Start of Dataset

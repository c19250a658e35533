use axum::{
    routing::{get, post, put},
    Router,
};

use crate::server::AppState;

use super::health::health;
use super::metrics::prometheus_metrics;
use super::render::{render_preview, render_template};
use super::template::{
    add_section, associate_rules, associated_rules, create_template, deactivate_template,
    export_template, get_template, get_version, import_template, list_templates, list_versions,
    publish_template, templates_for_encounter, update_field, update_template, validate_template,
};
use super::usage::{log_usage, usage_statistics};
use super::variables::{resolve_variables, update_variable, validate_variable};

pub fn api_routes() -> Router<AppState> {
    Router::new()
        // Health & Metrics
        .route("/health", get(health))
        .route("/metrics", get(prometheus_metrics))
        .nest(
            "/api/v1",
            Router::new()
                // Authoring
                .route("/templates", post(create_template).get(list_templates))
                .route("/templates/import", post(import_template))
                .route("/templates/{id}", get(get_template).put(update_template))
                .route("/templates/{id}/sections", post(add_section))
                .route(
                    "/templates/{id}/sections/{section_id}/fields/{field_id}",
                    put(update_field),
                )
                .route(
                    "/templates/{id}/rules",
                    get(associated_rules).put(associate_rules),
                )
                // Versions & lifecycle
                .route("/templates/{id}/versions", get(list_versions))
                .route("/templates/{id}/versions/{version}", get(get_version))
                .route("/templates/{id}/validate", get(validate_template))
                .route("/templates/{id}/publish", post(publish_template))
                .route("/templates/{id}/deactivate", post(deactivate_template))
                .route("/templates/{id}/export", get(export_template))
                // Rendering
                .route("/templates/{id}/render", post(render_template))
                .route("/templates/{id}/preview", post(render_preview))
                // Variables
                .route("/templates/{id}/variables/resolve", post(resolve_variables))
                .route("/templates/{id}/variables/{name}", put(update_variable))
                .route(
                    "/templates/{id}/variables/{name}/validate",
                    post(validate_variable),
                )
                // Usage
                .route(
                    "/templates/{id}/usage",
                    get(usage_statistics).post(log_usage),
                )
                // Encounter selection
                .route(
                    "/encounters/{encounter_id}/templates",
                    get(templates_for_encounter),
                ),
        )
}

End of Dataset
Start of Dataset

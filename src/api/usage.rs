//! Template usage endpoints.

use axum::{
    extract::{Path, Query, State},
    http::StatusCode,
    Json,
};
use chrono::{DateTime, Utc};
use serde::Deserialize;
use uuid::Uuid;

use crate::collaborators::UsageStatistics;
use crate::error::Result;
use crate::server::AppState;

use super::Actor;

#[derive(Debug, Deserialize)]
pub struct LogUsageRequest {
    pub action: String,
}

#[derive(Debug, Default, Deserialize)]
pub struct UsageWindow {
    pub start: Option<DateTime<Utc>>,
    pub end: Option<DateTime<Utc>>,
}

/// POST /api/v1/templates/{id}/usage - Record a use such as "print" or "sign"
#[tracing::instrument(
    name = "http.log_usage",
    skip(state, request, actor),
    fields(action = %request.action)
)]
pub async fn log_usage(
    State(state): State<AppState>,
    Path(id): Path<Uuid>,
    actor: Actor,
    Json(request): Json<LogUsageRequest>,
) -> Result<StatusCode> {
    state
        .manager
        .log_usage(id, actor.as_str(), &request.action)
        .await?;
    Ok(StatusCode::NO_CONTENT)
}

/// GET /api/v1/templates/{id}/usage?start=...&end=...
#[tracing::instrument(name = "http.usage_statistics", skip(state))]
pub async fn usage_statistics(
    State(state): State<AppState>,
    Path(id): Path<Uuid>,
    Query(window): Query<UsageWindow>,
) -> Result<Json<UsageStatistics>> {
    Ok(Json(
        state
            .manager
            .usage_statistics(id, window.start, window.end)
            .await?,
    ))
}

End of Dataset

- [Activity]: Gather up the lines containing the word "DateTime" from these records and copy them.

- [Answer to this problem]:
use chrono::{DateTime, Utc};
    pub start: Option<DateTime<Utc>>,
    pub end: Option<DateTime<Utc>>,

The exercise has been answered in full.